Dados da prestação de contas mostram que, entre janeiro e abril de 2026, o valor pago à então dirigente somou R$ 135.393,20. O salário estava previsto para permanecer estático ao longo do ano, mas será interrompido após o desligamento.
A reunião que sacramentou a mudança ocorreu na sede do PL Mulher, em Brasília, e contou com a presença do presidente nacional do partido, Valdemar Costa Neto. Segundo interlocutores, não houve divergência sobre a rescisão nem discussão sobre possível novo cargo para Michelle dentro da estrutura partidária.
“Eu preciso me dedicar integralmente ao cuidado do meu marido neste momento”, afirmou a ex-primeira-dama em nota distribuída à imprensa logo após o encontro.
Jair Bolsonaro cumpre prisão domiciliar desde que foi condenado a 27 anos de reclusão por tentativa de golpe de Estado. A situação judicial do ex-chefe do Executivo tem exigido atenção diária da família e foi citada por Michelle como principal razão para o afastamento das atividades partidárias.
O movimento acontece enquanto o senador Flávio Bolsonaro, enteado de Michelle, articula sua pré-candidatura ao Palácio do Planalto pelo PL. Dentro da sigla, dirigentes admitem que as recentes tensões familiares influenciaram na decisão da ex-primeira-dama, mas frisam que a saída foi “amistosa” e “sem traumas”. Até o fechamento desta matéria, Flávio não se manifestou publicamente sobre o assunto.
Em conversas reservadas, aliados de Michelle dizem que ela ainda avalia disputar um cargo eletivo, possivelmente o Senado pelo Distrito Federal, mas repete que qualquer passo só será dado “no tempo certo” e em consonância com o marido. Enquanto isso, dirigentes do PL buscam um nome de consenso para comandar o núcleo feminino do partido. A expectativa é que a escolha recaia sobre uma deputada com forte inserção nas bancadas regionais, a fim de manter o ritmo de expansão atribuído a Michelle nos últimos dois anos.
Dentro do partido, a saída da ex-primeira-dama é vista como perda temporária de capital político, mas há quem aposte no retorno dela à cena eleitoral na reta final das convenções, caso o ambiente familiar permita. Por ora, a prioridade de Michelle é a rotina em Brasília, onde acompanha os trâmites do processo de Jair Bolsonaro e administra compromissos institucionais já assumidos antes do afastamento.

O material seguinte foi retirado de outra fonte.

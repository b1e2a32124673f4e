//! Classification of raw, dynamically typed field values.
//!
//! Records arrive as JSON, so a field may be absent, `null`, a string, or any
//! other JSON type. The `*_value` validators classify first and only hand
//! strings to the typed rules.

use serde_json::Value;

/// Shape of a raw field value as seen by a validator.
#[derive(Debug, Clone, Copy, PartialEq, Eq)]
pub(crate) enum RawInput<'a> {
    /// Key missing from the record, or explicitly `null`.
    Absent,
    /// JSON string.
    Text(&'a str),
    /// Any other JSON type.
    Other,
}

impl<'a> RawInput<'a> {
    pub(crate) fn classify(value: Option<&'a Value>) -> Self {
        match value {
            None | Some(Value::Null) => Self::Absent,
            Some(Value::String(text)) => Self::Text(text.as_str()),
            Some(_) => Self::Other,
        }
    }
}
//! Driven port for the storage collaborator that receives validated records.
//!
//! Adapters (local storage, a remote collection endpoint) map their failures
//! into [`UserStoreError`] so the registration service can report them
//! without knowing the transport. The port is synchronous: validation and
//! the in-process adapters perform no suspension.

use thiserror::Error;

use crate::record::ValidatedRecord;

/// Errors raised by user store adapters.
#[derive(Debug, Clone, PartialEq, Eq, Error)]
pub enum UserStoreError {
    /// The store could not be reached or read.
    #[error("user store unavailable: {message}")]
    Unavailable {
        /// Adapter-specific description.
        message: String,
    },
    /// The store refused or failed to persist a record.
    #[error("user store write failed: {message}")]
    Write {
        /// Adapter-specific description.
        message: String,
    },
}

impl UserStoreError {
    /// Convenience constructor for [`UserStoreError::Unavailable`].
    pub fn unavailable(message: impl Into<String>) -> Self {
        Self::Unavailable {
            message: message.into(),
        }
    }

    /// Convenience constructor for [`UserStoreError::Write`].
    pub fn write(message: impl Into<String>) -> Self {
        Self::Write {
            message: message.into(),
        }
    }
}

/// Storage for registered users: a create/list pair plus an email lookup.
#[cfg_attr(test, mockall::automock)]
pub trait UserStore: Send + Sync {
    /// Returns `true` when a record with exactly this email is stored.
    fn contains_email(&self, email: &str) -> Result<bool, UserStoreError>;

    /// Persist a validated record.
    fn create(&self, record: &ValidatedRecord) -> Result<(), UserStoreError>;

    /// Every stored record, in insertion order.
    fn list(&self) -> Result<Vec<ValidatedRecord>, UserStoreError>;
}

Com a renúncia ao salário, o PL economizará cerca de R$ 236 mil até dezembro, valor que poderá ser realocado em programas de formação política de mulheres, uma das bandeiras que Michelle defendia na sigla. Dirigentes avaliam, ainda, uma reestruturação no orçamento do núcleo feminino para garantir continuidade às caravanas regionais planejadas para o segundo semestre.
Analistas políticos observam que, apesar do afastamento, o sobrenome Bolsonaro mantém forte apelo junto ao eleitorado conservador. A depender do cenário eleitoral e dos desdobramentos judiciais, a ex-primeira-dama pode voltar aos holofotes para impulsionar candidaturas alinhadas ao grupo familiar.